I'll take it a step more toward the personal.
I am a creator (not THE creator. That's God. Duh). I find creating things to be very life giving; mainly music and crafts. Music is obvious. That's what I do and love. The craft thing is a bit of an addiction -- I've had to limit myself to three; crochet, sewing and my new one, scrapboooking. I've tried to figure out what's up with this particular obsession. I stockpile fabric, yarn, paper, buttons, baby food jars... you name it. I suppose it all comes back to the creating thing. It's life-giving to me.
So here's the problem...
As you probably know, we've been in this house for less than a year. Fortunately, my husband is very good to me (don't be jealous, ladies :-) and has allowed me ONE WHOLE ROOM to be my very own and devoted to crafts (and other stuff having to do with stuff I need to do, too, but mainly to crafts!). Again, that problem I mentioned? The room is not "done" yet. It actually became an overflow room for "crap" (pardon my language. I mean it figuratively, not literally) as we've gotten settled into the house.
The grand realization -- there is a bit of frustration in my day to day mind because I don't have the SPACE to be creative like I want to be (not for lack of house, but excess of unorganization). And I suppose the main reason I'm blogging all of this is so that I will be kind of accountable to get this room done. The ball lies in my court really. And I'm not that far from having it done. I just have to sort through a little more of the aforementioned crap (I've done a lot of it already), buy curtain fabric, match and buy a paint color, prime and paint the room and arrange everything in a conducive way to do what needs to be done. Simple, huh.
So should I set a date? Jeesh, that's scary. I guess I will and you can all hunt me down and tickle me if I don't get it done.

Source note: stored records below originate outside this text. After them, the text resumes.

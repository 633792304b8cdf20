//! Runtime configuration resolved from flags, environment and defaults.

use std::path::{Path, PathBuf};

use sitecontrol_models::{DayDate, ModelError, Role};
use sitecontrol_workflow::Session;
use thiserror::Error;
use tracing::debug;

/// Environment variable overriding the state directory.
pub const STATE_DIR_ENV: &str = "SITECONTROL_STATE_DIR";
/// Environment variable selecting the snapshot file.
pub const SNAPSHOT_ENV: &str = "SITECONTROL_SNAPSHOT";
/// Environment variable picking the default role.
pub const ROLE_ENV: &str = "SITECONTROL_ROLE";
/// Environment variable overriding the actor name.
pub const NAME_ENV: &str = "SITECONTROL_NAME";
/// Environment variable pinning "today" (dd.mm.yyyy).
pub const TODAY_ENV: &str = "SITECONTROL_TODAY";

const STATE_DIR_NAME: &str = ".sitecontrol";
const HISTORY_FILE_NAME: &str = "repl_history.txt";

/// Configuration errors.
#[derive(Debug, Error)]
pub enum ConfigError {
    #[error("invalid date '{value}': {source}")]
    InvalidToday {
        value: String,
        #[source]
        source: ModelError,
    },

    #[error("failed to create state directory {path}: {source}")]
    StateDir {
        path: PathBuf,
        #[source]
        source: std::io::Error,
    },
}

/// Settings shared by one-shot commands and the REPL.
#[derive(Debug, Clone)]
pub struct Config {
    pub state_dir: PathBuf,
    /// Snapshot file; `None` keeps everything in memory.
    pub snapshot: Option<PathBuf>,
    /// Role picked up front, if any.
    pub role: Option<Role>,
    /// Actor name override.
    pub name: Option<String>,
    /// Date used for overdue evaluation and new entries.
    pub today: DayDate,
}

impl Config {
    /// Path of the REPL history file.
    pub fn history_file(&self) -> PathBuf {
        self.state_dir.join(HISTORY_FILE_NAME)
    }

    /// Session for `role`, using the configured name when one was given.
    pub fn session(&self, role: Role) -> Session {
        match &self.name {
            Some(name) => Session::new(role, name.clone()),
            None => Session::for_role(role),
        }
    }

    /// Creates the state directory if it does not exist yet.
    pub fn ensure_state_dir(&self) -> Result<(), ConfigError> {
        std::fs::create_dir_all(&self.state_dir).map_err(|source| ConfigError::StateDir {
            path: self.state_dir.clone(),
            source,
        })
    }
}

/// `~/.sitecontrol`, or `.sitecontrol` in the working directory when there
/// is no home directory.
pub fn default_state_dir() -> PathBuf {
    dirs::home_dir()
        .map(|home| home.join(STATE_DIR_NAME))
        .unwrap_or_else(|| PathBuf::from(STATE_DIR_NAME))
}

/// Expands a leading `~` in a user-supplied path.
pub fn expand_path(raw: &str) -> PathBuf {
    PathBuf::from(shellexpand::tilde(raw).into_owned())
}

/// Parses a "today" override, or returns the local date.
pub fn resolve_today(raw: Option<&str>) -> Result<DayDate, ConfigError> {
    match raw {
        Some(value) => DayDate::parse(value).map_err(|source| ConfigError::InvalidToday {
            value: value.to_string(),
            source,
        }),
        None => Ok(DayDate::today()),
    }
}

/// Loads `.env.local` from the working directory, then from the state
/// directory, and returns that directory.
///
/// Runs before clap so values from either file reach `env =` arguments. The
/// state directory comes from `--state-dir`/`-s` in `args`, then
/// `SITECONTROL_STATE_DIR`, then [`default_state_dir`]. Values already present
/// in the environment win.
pub fn load_env_files<I, S>(args: I) -> PathBuf
where
    I: IntoIterator<Item = S>,
    S: AsRef<str>,
{
    let _ = dotenvy::from_filename(".env.local");

    let state_dir = state_dir_arg(args)
        .or_else(|| std::env::var(STATE_DIR_ENV).ok())
        .filter(|dir| !dir.trim().is_empty())
        .map(|dir| expand_path(&dir))
        .unwrap_or_else(default_state_dir);

    load_state_dir_env(&state_dir);
    state_dir
}

/// Loads `<state_dir>/.env.local` if it exists. Returns whether it did.
pub fn load_state_dir_env(state_dir: &Path) -> bool {
    let path = state_dir.join(".env.local");
    match dotenvy::from_path(&path) {
        Ok(()) => {
            debug!(path = %path.display(), "Loaded environment file");
            true
        }
        Err(_) => false,
    }
}

/// Finds the `--state-dir` value in raw command-line arguments.
fn state_dir_arg<I, S>(args: I) -> Option<String>
where
    I: IntoIterator<Item = S>,
    S: AsRef<str>,
{
    let mut args = args.into_iter();
    while let Some(arg) = args.next() {
        let arg = arg.as_ref();
        if arg == "--" {
            break;
        }
        if arg == "--state-dir" || arg == "-s" {
            return args.next().map(|v| v.as_ref().to_string());
        }
        if let Some(value) = arg.strip_prefix("--state-dir=") {
            return Some(value.to_string());
        }
        if let Some(value) = arg.strip_prefix("-s").filter(|v| !v.is_empty()) {
            return Some(value.trim_start_matches('=').to_string());
        }
    }
    None
}
/// Static help entries for all commands.
static COMMAND_HELP: &[CommandHelp] = &[
    CommandHelp {
        name: "role",
        aliases: &[],
        brief: "Show or switch the acting role",
        usage: "/role [contractor|supervisor]",
        role: None,
    },
    CommandHelp {
        name: "projects",
        aliases: &["p"],
        brief: "List projects",
        usage: "/projects",
        role: None,
    },
    CommandHelp {
        name: "work",
        aliases: &["w"],
        brief: "List work items with today's status",
        usage: "/work [project]",
        role: None,
    },
    CommandHelp {
        name: "journal",
        aliases: &["j"],
        brief: "Show the work journal, newest first",
        usage: "/journal [pending|accepted|rejected] [mine]",
        role: None,
    },
    CommandHelp {
        name: "submit",
        aliases: &[],
        brief: "Report work performed",
        usage: "/submit <project> <work-item> <text>",
        role: Some(Role::Contractor),
    },
    CommandHelp {
        name: "accept",
        aliases: &[],
        brief: "Accept a pending journal entry",
        usage: "/accept <entry> [comment]",
        role: Some(Role::Supervisor),
    },
    CommandHelp {
        name: "reject",
        aliases: &[],
        brief: "Reject a pending journal entry",
        usage: "/reject <entry> [comment]",
        role: Some(Role::Supervisor),
    },
    CommandHelp {
        name: "inspect",
        aliases: &[],
        brief: "Start an inspection of a work item",
        usage: "/inspect <project> <work-item>",
        role: Some(Role::Supervisor),
    },
    CommandHelp {
        name: "check",
        aliases: &[],
        brief: "Tick or untick checklist item n (from 1)",
        usage: "/check <n>",
        role: Some(Role::Supervisor),
    },
    CommandHelp {
        name: "note",
        aliases: &[],
        brief: "Set notes on checklist item n; empty text clears",
        usage: "/note <n> [text]",
        role: Some(Role::Supervisor),
    },
    CommandHelp {
        name: "defect",
        aliases: &[],
        brief: "Record a defect on the active inspection",
        usage: "/defect",
        role: Some(Role::Supervisor),
    },
    CommandHelp {
        name: "complete",
        aliases: &[],
        brief: "Complete the active inspection",
        usage: "/complete",
        role: Some(Role::Supervisor),
    },
    CommandHelp {
        name: "inspections",
        aliases: &["i"],
        brief: "List inspections and show the active one",
        usage: "/inspections",
        role: None,
    },
    CommandHelp {
        name: "stats",
        aliases: &[],
        brief: "Show dashboard counters",
        usage: "/stats",
        role: None,
    },
    CommandHelp {
        name: "save",
        aliases: &[],
        brief: "Write a snapshot (configured file, or the given path)",
        usage: "/save [file]",
        role: None,
    },
    CommandHelp {
        name: "help",
        aliases: &["h", "?"],
        brief: "Show help",
        usage: "/help [command]",
        role: None,
    },
    CommandHelp {
        name: "quit",
        aliases: &["q", "exit"],
        brief: "Exit the REPL",
        usage: "/quit",
        role: None,
    },
];

/// Tab completion for slash commands.
struct CommandCompleter;

impl CommandCompleter {
    const COMMANDS: &'static [&'static str] = &[
        "/accept", "/check", "/complete", "/defect", "/help", "/inspect",
        "/inspections", "/journal", "/note", "/projects", "/quit", "/reject",
        "/role", "/save", "/stats", "/submit", "/work",
    ];
}

impl Completer for CommandCompleter {
    type Candidate = Pair;

    fn complete(
        &self,
        line: &str,
        pos: usize,
        _ctx: &Context<'_>,
    ) -> rustyline::Result<(usize, Vec<Pair>)> {
        if !line.starts_with('/') {
            return Ok((0, vec![]));
        }

        let prefix = &line[..pos];
        let matches: Vec<Pair> = Self::COMMANDS
            .iter()
            .filter(|cmd| cmd.starts_with(prefix))
            .map(|cmd| Pair {
                display: cmd.to_string(),
                replacement: cmd.to_string(),
            })
            .collect();

        Ok((0, matches))
    }
}

impl Hinter for CommandCompleter {
    type Hint = String;
}

impl Highlighter for CommandCompleter {}
impl Validator for CommandCompleter {}
impl Helper for CommandCompleter {}

/// Journal listing options.
#[derive(Debug, Clone, Copy, PartialEq, Eq, Default)]
pub struct JournalQuery {
    pub status: Option<EntryStatus>,
    pub mine: bool,
}

/// Slash commands available in the REPL.
#[derive(Debug, Clone, PartialEq)]
pub enum ReplCommand {
    /// Show (None) or switch the acting role
    Role(Option<Role>),
    Projects,
    /// Work items, optionally of one project
    Work(Option<String>),
    Journal(JournalQuery),
    Submit {
        project: String,
        work_item: String,
        text: String,
    },
    Review {
        entry: String,
        decision: ReviewDecision,
        comment: Option<String>,
    },
    Inspect {
        project: String,
        work_item: String,
    },
    /// Toggle checklist item (zero-based)
    Check(usize),
    /// Set notes on checklist item (zero-based)
    Note { index: usize, text: String },
    Defect,
    Complete,
    Inspections,
    Stats,
    /// Write a snapshot, optionally to a given path
    Save(Option<String>),
    /// Show help (optionally for a specific command)
    Help(Option<String>),
    Quit,
    /// Unknown command or bad arguments
    Unknown(String),
    /// Plain text (not a command)
    Text(String),
}

/// Splits `arg` into at most `n` whitespace-separated parts; the last part
/// keeps the rest of the line.
fn split_words(arg: &str, n: usize) -> Vec<&str> {
    let mut parts = Vec::with_capacity(n);
    let mut rest = arg.trim();

    while parts.len() + 1 < n {
        match rest.split_once(char::is_whitespace) {
            Some((head, tail)) => {
                parts.push(head);
                rest = tail.trim_start();
            }
            None => break,
        }
    }
    if !rest.is_empty() {
        parts.push(rest);
    }
    parts
}

/// Parses a 1-based checklist number into a zero-based index.
fn parse_position(raw: &str) -> Option<usize> {
    raw.parse::<usize>().ok()?.checked_sub(1)
}

fn usage(name: &str) -> ReplCommand {
    let usage = find_command_help(name).map(|h| h.usage).unwrap_or(name);
    ReplCommand::Unknown(format!("usage: {}", usage))
}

OK. (ahem) The date by which I want to have my craft room/office done is... Sunday, April 22.
I just wrote it on my calendar... in pen.
Oooo. That's scary. Roughly a month away with a Spring Break mixed in. It's right before I fly to Ohio for Women of Faith, though, so maybe I could consider that my reward :-) I like rewards.
Thanks for reading. Just trying to figure myself out here. I'll keep you updated on my progress!